Report how many lines in the following entries contain "ValidationError". Nothing else should be given.

## DATA FOR THIS TASK
● ● ● ●

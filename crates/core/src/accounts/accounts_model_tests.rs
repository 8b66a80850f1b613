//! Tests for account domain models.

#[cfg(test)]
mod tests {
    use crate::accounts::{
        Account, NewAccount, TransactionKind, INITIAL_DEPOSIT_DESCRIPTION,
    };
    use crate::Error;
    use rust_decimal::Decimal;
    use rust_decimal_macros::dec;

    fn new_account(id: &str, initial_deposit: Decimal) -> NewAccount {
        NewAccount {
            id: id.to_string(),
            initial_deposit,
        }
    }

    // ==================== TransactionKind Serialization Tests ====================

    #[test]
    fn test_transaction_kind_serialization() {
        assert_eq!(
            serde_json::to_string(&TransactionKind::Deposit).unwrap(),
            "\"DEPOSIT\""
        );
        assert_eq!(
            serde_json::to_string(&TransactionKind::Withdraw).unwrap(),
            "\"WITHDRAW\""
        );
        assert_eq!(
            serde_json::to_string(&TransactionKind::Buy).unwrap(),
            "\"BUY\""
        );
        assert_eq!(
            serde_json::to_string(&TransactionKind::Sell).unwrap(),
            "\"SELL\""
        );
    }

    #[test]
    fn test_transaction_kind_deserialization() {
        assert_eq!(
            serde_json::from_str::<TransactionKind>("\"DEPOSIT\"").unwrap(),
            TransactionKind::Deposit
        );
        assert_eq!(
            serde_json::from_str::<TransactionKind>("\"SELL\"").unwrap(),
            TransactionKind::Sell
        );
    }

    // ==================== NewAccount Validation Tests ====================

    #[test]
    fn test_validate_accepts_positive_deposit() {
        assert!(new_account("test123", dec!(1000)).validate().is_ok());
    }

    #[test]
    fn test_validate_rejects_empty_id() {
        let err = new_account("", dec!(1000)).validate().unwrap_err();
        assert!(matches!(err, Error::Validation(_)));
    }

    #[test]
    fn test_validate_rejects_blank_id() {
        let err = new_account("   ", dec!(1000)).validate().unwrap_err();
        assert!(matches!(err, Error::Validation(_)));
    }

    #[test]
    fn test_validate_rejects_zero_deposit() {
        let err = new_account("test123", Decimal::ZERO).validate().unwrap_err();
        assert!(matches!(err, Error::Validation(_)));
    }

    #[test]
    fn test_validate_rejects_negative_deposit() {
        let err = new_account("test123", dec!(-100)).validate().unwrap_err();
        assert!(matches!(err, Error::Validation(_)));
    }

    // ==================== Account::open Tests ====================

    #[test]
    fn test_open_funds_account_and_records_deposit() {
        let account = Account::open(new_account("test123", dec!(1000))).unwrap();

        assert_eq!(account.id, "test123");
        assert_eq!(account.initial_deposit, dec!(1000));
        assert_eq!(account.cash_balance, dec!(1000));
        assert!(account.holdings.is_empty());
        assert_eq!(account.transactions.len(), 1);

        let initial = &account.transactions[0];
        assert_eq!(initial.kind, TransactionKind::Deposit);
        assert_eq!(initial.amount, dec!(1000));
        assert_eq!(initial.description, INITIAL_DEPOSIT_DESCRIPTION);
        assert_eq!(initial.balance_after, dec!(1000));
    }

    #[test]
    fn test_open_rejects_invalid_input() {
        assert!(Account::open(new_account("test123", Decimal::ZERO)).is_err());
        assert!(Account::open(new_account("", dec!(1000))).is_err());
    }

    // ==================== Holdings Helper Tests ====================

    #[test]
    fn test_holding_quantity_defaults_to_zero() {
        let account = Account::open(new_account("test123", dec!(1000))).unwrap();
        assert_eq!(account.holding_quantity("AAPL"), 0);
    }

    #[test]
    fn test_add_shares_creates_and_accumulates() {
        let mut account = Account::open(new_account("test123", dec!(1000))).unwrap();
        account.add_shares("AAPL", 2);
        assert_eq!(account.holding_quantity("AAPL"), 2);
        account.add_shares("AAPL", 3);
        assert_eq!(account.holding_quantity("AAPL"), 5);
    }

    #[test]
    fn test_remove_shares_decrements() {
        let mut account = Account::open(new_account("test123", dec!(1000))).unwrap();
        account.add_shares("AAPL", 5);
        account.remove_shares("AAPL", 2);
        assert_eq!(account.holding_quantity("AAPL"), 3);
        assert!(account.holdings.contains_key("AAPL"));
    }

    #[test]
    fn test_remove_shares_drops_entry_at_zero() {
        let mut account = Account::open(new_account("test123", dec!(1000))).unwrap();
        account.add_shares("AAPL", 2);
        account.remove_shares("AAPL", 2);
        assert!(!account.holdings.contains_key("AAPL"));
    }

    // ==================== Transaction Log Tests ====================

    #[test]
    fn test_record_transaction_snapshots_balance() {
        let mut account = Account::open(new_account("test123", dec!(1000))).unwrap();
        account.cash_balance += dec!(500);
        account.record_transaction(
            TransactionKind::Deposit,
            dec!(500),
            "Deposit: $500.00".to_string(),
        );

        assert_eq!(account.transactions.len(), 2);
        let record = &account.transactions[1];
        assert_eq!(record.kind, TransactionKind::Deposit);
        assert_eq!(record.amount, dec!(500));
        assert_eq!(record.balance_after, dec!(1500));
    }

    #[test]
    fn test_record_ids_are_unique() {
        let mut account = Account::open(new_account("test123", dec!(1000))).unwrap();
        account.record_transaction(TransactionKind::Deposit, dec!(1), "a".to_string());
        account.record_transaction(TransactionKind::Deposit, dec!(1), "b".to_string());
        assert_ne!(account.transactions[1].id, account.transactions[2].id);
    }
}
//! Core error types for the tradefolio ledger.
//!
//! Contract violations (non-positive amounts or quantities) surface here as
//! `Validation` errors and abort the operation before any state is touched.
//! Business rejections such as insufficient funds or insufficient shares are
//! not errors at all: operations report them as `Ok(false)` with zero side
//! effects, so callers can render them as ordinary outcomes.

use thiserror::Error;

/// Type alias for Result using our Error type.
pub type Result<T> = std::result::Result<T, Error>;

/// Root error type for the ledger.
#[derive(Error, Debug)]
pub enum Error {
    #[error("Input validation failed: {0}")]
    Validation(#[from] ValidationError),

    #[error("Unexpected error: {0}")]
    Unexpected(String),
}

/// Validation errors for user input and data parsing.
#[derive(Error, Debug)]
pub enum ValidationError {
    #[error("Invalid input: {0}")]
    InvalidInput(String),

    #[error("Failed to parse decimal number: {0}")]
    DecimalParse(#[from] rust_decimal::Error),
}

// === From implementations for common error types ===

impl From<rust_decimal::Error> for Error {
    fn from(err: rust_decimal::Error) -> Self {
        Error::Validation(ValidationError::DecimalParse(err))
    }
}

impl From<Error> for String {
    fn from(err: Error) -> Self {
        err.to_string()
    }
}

● ● ● ●

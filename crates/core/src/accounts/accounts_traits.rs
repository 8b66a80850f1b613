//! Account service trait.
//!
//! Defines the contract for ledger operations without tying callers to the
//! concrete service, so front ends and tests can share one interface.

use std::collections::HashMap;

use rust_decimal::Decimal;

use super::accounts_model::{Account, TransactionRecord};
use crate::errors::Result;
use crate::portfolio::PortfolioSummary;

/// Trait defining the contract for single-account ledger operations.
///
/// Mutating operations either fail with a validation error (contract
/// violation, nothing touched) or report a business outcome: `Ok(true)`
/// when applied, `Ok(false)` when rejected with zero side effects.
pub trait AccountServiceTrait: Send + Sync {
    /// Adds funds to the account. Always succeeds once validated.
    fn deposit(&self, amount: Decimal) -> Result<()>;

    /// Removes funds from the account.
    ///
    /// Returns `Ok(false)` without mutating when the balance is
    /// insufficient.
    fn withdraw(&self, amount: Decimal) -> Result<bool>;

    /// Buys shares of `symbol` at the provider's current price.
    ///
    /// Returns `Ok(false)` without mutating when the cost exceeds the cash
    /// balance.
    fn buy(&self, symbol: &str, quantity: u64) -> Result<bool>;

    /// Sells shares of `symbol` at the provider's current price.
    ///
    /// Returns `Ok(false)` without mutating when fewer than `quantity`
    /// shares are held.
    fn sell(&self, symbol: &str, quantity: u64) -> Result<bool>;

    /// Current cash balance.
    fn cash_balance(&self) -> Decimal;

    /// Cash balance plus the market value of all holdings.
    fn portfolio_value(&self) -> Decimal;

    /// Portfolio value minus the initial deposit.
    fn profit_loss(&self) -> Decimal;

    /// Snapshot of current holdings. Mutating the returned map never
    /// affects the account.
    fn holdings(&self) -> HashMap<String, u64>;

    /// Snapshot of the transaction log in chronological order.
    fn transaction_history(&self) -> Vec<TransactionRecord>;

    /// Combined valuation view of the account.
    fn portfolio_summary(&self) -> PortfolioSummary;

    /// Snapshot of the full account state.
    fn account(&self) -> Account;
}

● ● ● ●

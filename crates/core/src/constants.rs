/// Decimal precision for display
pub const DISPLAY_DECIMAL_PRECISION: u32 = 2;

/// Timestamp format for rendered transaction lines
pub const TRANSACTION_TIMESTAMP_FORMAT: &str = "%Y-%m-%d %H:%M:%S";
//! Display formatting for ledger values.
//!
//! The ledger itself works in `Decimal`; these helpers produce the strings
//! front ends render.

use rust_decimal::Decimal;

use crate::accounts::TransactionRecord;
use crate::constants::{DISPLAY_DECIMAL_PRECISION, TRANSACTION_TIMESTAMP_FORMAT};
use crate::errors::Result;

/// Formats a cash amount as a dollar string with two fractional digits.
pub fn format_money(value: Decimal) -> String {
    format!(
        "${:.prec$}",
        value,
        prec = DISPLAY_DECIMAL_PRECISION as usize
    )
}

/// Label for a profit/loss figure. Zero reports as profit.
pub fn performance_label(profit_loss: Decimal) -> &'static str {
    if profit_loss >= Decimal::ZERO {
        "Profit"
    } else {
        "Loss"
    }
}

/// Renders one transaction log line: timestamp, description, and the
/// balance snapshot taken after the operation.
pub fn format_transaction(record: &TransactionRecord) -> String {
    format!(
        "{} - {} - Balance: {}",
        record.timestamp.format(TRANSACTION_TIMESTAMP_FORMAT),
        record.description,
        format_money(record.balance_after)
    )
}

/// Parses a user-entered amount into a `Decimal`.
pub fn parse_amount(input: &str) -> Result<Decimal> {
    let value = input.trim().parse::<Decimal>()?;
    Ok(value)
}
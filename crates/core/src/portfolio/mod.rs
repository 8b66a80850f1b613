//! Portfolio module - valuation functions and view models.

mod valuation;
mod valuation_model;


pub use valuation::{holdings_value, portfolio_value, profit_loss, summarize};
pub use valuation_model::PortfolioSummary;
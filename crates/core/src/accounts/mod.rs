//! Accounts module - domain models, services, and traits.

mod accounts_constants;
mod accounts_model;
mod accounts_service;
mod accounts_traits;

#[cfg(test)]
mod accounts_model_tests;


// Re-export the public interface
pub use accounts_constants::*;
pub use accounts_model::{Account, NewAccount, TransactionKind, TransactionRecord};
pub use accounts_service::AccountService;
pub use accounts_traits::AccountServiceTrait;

● ● ● ●

## ANSWER TO THIS TASK
3